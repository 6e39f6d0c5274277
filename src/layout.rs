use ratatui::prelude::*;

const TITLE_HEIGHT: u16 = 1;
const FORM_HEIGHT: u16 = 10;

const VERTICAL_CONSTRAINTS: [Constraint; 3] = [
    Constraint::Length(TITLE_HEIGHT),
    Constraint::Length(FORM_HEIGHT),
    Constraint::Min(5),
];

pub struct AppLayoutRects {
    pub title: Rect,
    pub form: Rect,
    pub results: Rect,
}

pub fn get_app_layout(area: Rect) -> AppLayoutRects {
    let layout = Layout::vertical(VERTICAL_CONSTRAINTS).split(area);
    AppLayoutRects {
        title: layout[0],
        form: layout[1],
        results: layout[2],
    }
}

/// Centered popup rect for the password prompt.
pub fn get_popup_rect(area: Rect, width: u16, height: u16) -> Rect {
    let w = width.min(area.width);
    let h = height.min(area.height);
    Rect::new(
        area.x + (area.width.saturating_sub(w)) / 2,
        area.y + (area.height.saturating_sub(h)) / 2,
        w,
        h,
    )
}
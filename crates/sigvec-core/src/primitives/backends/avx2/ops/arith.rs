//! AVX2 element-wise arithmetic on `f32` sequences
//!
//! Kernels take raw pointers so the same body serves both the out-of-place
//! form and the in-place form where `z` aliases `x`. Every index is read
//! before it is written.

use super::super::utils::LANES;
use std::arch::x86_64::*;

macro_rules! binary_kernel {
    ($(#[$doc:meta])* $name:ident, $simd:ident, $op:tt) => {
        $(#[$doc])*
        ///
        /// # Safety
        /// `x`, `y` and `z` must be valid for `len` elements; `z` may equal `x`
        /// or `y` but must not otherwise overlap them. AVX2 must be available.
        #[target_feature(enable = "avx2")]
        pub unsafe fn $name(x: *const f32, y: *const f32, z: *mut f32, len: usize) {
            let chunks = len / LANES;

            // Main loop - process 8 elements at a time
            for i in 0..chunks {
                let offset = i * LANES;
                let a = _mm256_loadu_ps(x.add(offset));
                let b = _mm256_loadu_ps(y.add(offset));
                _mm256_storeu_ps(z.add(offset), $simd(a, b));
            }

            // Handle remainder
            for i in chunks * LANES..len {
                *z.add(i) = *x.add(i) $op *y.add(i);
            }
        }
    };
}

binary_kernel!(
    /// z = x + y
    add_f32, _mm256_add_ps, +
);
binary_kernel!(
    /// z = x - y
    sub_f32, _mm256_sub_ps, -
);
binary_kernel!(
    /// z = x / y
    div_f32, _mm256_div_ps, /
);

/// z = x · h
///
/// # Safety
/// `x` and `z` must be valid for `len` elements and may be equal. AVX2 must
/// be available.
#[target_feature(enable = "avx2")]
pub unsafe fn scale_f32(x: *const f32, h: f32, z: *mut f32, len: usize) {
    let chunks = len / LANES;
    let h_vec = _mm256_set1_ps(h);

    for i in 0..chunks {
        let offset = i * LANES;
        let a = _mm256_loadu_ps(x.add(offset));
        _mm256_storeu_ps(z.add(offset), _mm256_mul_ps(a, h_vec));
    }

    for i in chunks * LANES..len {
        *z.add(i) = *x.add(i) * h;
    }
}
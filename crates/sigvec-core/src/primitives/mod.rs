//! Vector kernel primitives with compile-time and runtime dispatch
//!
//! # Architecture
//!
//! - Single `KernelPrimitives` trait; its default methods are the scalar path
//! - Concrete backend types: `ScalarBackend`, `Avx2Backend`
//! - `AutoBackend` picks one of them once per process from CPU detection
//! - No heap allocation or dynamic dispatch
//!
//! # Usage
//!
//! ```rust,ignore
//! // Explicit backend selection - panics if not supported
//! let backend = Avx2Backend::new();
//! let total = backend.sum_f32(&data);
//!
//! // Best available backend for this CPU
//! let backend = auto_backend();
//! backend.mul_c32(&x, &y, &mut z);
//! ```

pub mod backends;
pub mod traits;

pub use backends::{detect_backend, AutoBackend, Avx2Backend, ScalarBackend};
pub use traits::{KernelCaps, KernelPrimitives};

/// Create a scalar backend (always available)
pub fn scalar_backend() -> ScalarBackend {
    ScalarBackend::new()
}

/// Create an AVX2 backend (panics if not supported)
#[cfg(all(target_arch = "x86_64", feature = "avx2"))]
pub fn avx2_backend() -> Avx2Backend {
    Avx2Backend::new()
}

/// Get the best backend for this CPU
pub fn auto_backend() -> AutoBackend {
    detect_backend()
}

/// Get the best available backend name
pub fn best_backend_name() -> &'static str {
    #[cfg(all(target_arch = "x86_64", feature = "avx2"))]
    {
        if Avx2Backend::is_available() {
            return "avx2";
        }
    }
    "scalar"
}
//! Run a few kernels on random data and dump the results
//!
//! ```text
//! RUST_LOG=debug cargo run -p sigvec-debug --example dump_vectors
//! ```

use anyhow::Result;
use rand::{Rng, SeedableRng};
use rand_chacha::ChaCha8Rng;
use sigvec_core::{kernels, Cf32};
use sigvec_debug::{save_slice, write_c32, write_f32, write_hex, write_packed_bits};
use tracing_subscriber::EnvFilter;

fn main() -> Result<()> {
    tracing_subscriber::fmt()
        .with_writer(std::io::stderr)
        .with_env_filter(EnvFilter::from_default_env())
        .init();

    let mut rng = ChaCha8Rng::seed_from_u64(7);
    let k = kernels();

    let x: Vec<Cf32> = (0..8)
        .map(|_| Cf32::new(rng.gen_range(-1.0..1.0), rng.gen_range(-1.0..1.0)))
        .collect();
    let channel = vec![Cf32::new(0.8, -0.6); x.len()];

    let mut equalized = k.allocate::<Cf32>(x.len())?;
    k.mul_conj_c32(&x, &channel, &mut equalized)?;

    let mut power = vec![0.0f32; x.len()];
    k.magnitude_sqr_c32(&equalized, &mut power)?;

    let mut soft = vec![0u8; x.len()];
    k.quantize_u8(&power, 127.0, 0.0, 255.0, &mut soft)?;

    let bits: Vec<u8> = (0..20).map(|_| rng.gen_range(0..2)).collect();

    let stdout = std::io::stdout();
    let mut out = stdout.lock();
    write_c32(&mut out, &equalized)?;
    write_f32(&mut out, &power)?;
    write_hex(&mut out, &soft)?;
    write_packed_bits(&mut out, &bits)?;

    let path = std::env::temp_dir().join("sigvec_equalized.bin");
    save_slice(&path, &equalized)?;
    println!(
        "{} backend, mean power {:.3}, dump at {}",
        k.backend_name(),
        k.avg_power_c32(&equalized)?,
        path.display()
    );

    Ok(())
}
★ ★ ★ ★
# Description of the task
What is the number of lines in the records holding "backends"? Give the number alone.

# Reply
3